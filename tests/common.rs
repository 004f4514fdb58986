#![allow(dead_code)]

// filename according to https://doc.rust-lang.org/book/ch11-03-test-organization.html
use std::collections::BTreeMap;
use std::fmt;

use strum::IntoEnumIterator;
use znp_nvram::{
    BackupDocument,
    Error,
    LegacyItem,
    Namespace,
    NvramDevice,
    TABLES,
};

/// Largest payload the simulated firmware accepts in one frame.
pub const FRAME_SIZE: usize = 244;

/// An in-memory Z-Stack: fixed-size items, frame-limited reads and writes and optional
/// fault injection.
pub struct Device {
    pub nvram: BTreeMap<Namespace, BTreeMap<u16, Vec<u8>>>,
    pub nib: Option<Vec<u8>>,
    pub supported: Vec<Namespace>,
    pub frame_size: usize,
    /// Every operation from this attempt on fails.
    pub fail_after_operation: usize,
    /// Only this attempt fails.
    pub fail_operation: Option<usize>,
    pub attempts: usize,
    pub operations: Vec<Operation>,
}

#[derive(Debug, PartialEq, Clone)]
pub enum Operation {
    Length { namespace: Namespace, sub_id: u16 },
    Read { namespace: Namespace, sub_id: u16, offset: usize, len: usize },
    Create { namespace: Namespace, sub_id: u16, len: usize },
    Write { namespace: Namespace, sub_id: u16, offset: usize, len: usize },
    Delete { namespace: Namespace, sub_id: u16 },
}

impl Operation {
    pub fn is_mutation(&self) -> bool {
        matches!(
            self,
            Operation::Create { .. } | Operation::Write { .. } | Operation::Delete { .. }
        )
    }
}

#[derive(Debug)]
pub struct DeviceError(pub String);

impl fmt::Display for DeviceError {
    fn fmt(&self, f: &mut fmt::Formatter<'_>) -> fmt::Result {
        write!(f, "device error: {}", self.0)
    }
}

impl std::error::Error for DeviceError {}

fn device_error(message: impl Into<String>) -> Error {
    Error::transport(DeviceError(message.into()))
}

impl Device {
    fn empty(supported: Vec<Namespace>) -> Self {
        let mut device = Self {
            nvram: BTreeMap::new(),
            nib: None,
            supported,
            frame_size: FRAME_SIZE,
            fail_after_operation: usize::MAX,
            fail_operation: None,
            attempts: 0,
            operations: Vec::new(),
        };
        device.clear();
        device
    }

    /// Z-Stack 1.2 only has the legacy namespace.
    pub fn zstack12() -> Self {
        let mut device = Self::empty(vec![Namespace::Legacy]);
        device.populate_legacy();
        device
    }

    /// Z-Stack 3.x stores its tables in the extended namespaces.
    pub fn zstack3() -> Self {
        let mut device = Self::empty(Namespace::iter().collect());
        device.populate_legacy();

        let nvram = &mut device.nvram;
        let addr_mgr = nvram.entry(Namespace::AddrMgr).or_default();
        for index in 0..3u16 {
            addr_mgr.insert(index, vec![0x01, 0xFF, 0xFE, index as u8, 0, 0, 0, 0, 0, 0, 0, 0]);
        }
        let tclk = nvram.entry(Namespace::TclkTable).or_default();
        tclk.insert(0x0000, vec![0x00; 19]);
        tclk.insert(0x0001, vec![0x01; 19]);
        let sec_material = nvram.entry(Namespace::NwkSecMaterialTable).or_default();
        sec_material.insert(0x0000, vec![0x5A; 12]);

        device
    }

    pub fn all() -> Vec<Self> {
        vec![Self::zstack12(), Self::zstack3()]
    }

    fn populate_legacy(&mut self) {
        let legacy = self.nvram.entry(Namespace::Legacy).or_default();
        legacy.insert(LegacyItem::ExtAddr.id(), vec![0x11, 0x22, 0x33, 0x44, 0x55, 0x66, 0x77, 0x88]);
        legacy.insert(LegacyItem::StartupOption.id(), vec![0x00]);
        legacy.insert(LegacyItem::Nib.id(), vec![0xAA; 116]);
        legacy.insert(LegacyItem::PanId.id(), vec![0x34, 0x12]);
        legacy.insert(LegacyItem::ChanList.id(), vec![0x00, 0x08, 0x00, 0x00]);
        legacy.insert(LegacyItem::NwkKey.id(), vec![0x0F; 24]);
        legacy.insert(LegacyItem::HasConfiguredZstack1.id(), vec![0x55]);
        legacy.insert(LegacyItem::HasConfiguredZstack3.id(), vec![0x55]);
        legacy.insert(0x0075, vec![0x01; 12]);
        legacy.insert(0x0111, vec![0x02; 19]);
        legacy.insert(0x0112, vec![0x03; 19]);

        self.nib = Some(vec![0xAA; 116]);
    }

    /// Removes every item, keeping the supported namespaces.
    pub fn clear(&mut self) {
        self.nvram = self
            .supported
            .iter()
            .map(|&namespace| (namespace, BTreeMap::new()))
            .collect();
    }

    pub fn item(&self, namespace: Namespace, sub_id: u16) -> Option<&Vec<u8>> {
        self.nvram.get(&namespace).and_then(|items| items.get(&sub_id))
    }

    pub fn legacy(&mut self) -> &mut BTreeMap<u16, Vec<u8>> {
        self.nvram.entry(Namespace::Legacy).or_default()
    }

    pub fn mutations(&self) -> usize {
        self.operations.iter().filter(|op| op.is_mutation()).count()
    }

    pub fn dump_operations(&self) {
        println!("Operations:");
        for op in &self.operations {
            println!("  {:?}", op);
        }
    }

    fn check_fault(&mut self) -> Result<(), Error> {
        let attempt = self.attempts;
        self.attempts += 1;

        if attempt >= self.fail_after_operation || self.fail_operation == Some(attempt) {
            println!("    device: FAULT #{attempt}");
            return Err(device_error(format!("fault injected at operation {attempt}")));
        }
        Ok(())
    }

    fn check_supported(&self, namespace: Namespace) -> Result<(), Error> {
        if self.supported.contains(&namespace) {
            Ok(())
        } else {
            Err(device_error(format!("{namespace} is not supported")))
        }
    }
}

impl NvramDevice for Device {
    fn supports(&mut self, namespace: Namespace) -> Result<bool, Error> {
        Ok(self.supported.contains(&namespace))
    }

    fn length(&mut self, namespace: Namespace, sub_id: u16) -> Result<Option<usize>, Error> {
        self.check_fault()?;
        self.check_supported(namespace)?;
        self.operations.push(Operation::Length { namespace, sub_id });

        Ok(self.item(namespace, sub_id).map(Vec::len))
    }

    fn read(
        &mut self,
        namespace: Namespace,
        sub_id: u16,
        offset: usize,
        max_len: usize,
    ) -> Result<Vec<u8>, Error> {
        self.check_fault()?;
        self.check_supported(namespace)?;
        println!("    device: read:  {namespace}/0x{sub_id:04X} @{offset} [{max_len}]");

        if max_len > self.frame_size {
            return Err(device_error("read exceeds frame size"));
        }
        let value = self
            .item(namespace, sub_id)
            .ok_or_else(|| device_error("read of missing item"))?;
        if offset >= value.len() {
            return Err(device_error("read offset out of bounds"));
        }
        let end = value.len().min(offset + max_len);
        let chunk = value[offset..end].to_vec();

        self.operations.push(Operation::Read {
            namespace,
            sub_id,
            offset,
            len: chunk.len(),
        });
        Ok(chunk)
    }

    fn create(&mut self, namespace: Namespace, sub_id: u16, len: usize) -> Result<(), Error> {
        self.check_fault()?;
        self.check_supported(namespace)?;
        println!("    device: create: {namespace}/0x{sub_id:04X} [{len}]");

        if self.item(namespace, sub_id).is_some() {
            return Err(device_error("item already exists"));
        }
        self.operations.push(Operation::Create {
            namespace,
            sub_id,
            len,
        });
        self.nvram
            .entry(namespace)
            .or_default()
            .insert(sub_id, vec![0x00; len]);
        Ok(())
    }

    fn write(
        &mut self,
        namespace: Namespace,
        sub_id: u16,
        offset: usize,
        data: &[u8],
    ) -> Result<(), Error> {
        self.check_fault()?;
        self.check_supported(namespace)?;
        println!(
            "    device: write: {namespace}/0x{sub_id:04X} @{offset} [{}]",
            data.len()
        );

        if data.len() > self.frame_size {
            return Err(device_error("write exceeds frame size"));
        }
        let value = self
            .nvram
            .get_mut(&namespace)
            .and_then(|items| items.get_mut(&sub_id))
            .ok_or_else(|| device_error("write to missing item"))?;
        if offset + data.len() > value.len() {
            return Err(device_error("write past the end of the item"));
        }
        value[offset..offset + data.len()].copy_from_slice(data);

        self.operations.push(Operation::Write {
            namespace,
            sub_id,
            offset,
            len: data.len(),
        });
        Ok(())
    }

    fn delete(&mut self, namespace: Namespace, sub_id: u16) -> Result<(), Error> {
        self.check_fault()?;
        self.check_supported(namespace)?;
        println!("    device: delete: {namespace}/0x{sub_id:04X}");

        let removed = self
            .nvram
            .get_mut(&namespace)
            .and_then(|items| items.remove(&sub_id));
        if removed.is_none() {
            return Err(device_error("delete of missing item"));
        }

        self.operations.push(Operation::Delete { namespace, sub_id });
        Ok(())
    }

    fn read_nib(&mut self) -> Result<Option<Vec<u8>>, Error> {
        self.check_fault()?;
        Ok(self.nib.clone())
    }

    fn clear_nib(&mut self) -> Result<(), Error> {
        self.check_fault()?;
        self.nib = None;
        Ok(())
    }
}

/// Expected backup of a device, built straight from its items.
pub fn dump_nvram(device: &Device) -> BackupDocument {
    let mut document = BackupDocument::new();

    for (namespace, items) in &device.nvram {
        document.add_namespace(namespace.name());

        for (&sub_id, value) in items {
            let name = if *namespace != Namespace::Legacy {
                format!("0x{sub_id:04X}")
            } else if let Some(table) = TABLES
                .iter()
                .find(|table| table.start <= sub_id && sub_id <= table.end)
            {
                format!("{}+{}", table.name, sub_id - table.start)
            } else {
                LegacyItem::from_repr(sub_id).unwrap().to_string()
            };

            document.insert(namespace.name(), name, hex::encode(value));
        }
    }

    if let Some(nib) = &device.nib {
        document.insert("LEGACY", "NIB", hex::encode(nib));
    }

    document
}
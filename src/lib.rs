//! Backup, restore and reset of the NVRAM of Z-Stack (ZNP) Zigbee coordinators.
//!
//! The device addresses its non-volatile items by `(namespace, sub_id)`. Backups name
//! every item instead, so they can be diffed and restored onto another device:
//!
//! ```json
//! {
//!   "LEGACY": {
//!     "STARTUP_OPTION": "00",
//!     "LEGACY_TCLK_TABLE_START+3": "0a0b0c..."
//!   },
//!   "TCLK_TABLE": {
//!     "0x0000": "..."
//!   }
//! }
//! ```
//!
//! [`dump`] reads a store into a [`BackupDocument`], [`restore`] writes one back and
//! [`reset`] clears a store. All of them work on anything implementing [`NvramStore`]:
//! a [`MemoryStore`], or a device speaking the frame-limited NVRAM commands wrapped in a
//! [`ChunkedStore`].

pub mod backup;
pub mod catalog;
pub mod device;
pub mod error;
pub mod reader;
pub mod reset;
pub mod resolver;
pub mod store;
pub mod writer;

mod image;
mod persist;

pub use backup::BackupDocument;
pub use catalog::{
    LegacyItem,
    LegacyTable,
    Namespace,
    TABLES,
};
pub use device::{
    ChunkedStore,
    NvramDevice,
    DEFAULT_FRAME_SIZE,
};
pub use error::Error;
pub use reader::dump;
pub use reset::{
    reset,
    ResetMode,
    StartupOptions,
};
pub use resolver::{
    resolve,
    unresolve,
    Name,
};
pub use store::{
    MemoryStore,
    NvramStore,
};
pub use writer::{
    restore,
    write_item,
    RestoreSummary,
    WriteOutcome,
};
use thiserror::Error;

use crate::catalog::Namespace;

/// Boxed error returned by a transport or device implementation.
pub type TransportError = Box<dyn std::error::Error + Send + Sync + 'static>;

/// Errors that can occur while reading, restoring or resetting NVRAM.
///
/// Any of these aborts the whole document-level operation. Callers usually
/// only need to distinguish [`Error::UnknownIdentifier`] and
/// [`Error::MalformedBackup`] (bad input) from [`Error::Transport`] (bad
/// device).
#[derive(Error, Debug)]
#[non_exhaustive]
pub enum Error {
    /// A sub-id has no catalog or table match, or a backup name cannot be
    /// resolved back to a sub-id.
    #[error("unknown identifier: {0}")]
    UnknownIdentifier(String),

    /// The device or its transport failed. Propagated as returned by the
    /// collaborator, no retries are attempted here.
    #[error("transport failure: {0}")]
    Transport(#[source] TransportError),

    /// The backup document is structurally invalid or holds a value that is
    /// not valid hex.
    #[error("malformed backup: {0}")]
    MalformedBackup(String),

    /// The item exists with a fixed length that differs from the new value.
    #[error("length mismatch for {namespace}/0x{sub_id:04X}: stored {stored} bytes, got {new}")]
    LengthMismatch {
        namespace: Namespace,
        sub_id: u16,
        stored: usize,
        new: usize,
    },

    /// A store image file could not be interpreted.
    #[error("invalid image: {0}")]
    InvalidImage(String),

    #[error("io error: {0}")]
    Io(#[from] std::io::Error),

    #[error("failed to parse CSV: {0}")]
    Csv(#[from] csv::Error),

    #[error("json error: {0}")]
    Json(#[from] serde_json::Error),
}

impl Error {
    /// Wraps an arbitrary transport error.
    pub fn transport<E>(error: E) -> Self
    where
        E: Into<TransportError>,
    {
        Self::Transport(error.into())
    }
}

* **TASK TO CARRY OUT**:
Take exactly the lines from the one containing "#[derive(Error, Debug)]" through the one containing "value that is" in the data above, and output them with nothing added.

* **RESULT**:
#[derive(Error, Debug)]
#[non_exhaustive]
pub enum Error {
    /// A sub-id has no catalog or table match, or a backup name cannot be
    /// resolved back to a sub-id.
    #[error("unknown identifier: {0}")]
    UnknownIdentifier(String),

    /// The device or its transport failed. Propagated as returned by the
    /// collaborator, no retries are attempted here.
    #[error("transport failure: {0}")]
    Transport(#[source] TransportError),

    /// The backup document is structurally invalid or holds a value that is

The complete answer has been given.